Google was last week expected to cave in to pressure from the Chinese Government by launching a local website that strips out information not approved by the Communist authorities.

Google was last week expected to cave in to pressure from the Chinese Government by launching a local website that strips out information not approved by the Communist authorities.

The company, whose motto is “Don’t be evil”, is launching a version of its site that restricts Chinese people from searching for information about Tibetan independence or the 1989 Tiananmen Square massacre.

“In order to operate from China, we have removed some content from the search results available on Google.cn, in response to local law, regulation or policy,” the internet company said in a statement issued last week.

Google insiders acknowledge that the company is likely to be criticised for its actions. Its motivation is partly a need to restore its declining market share in China and partly a hope that providing a restricted service will help to unleash information in the country.

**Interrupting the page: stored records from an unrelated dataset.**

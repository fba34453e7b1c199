//! Service Configuration Resolver
//!
//! Validates raw service entries into [`ServiceConfig`] values.

use serde_json::{Map, Value};
use url::Url;

use crate::error::ConfigurationError;
use crate::types::ServiceConfig;

/// Resolves service entries by name.
pub struct ServiceConfigResolver<'a> {
    services: &'a Map<String, Value>,
}

impl<'a> ServiceConfigResolver<'a> {
    pub fn new(services: &'a Map<String, Value>) -> Self {
        Self { services }
    }

    /// Validate and return the configuration of `service_name`.
    ///
    /// Absent, `null` or empty entries are `NotFound`, non-mapping entries
    /// are `InvalidType`, and bad fields are `InvalidFormat`.
    pub fn resolve(&self, service_name: &str) -> Result<ServiceConfig, ConfigurationError> {
        let entry = match self.services.get(service_name) {
            Some(entry) if !is_empty(entry) => entry,
            _ => {
                return Err(ConfigurationError::NotFound {
                    service: service_name.to_string(),
                })
            }
        };

        let fields = entry
            .as_object()
            .ok_or_else(|| ConfigurationError::InvalidType {
                service: service_name.to_string(),
                found: json_type_name(entry).to_string(),
            })?;

        let field = FieldReader {
            service: service_name,
            fields,
        };

        let token_url = field.required_string("token_url")?;
        let parsed = Url::parse(&token_url)
            .map_err(|e| field.invalid("token_url", format!("not a valid URL ({})", e)))?;
        if !matches!(parsed.scheme(), "http" | "https") {
            return Err(field.invalid("token_url", "scheme must be http or https"));
        }

        let client_id = field.required_string("client_id")?;
        let client_secret = field.required_string("client_secret")?;
        let scope = field.optional_string("scope")?.unwrap_or_default();
        let verify_tls = field.optional_bool("verify")?.unwrap_or(true);

        Ok(ServiceConfig::new(token_url, client_id, client_secret)
            .with_scope(scope)
            .with_verify_tls(verify_tls))
    }
}

struct FieldReader<'a> {
    service: &'a str,
    fields: &'a Map<String, Value>,
}

impl FieldReader<'_> {
    fn invalid(&self, field: &str, reason: impl Into<String>) -> ConfigurationError {
        ConfigurationError::InvalidFormat {
            service: self.service.to_string(),
            field: field.to_string(),
            reason: reason.into(),
        }
    }

    fn present(&self, name: &str) -> Option<&Value> {
        self.fields.get(name).filter(|value| !value.is_null())
    }

    fn required_string(&self, name: &str) -> Result<String, ConfigurationError> {
        match self.present(name) {
            None => Err(self.invalid(name, "missing")),
            Some(Value::String(s)) if s.trim().is_empty() => Err(self.invalid(name, "empty")),
            Some(Value::String(s)) => Ok(s.clone()),
            Some(other) => Err(self.invalid(
                name,
                format!("expected string, found {}", json_type_name(other)),
            )),
        }
    }

    fn optional_string(&self, name: &str) -> Result<Option<String>, ConfigurationError> {
        match self.present(name) {
            None => Ok(None),
            Some(Value::String(s)) => Ok(Some(s.clone())),
            Some(other) => Err(self.invalid(
                name,
                format!("expected string, found {}", json_type_name(other)),
            )),
        }
    }

    fn optional_bool(&self, name: &str) -> Result<Option<bool>, ConfigurationError> {
        match self.present(name) {
            None => Ok(None),
            Some(Value::Bool(b)) => Ok(Some(*b)),
            Some(other) => Err(self.invalid(
                name,
                format!("expected boolean, found {}", json_type_name(other)),
            )),
        }
    }
}

fn is_empty(value: &Value) -> bool {
    match value {
        Value::Null => true,
        Value::String(s) => s.is_empty(),
        Value::Array(a) => a.is_empty(),
        Value::Object(o) => o.is_empty(),
        _ => false,
    }
}

fn json_type_name(value: &Value) -> &'static str {
    match value {
        Value::Null => "null",
        Value::Bool(_) => "boolean",
        Value::Number(_) => "number",
        Value::String(_) => "string",
        Value::Array(_) => "array",
        Value::Object(_) => "object",
    }
}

The search terms blocked by Google.cn will include what are known as the “the three t’s and the two c’s”: references to Taiwanese or Tibetan independence, the Tiananmen massacre, cult-related searches, which may trigger reference to the banned Falun Gong organisation, and information about Communist party supremacy.

Google is already subject to Chinese government censorship, which blocks search results returning undesired information. The country maintains a sophisticated system of internet monitoring — known as “The Great Firewall of China” — that restricts access to a range of Western sites.

The company estimates that about 1000 search categories are blocked by this filtering. No published list of barred terms exists, although the authorities are quick to complain if offending information becomes available.

As a result of the filtering, access to Google’s website is slowed down, and its position is under threat from Baidu, a Chinese company that is the local market leader. According to research published last July, Google had a share of about 28% and falling, while Baidu’s share was just over 40% and rising.

Until now, Google has held out from doing a deal in China, while rivals Yahoo! and Microsoft, owner of MSN Search, have shown a willingness to compromise with the authorities.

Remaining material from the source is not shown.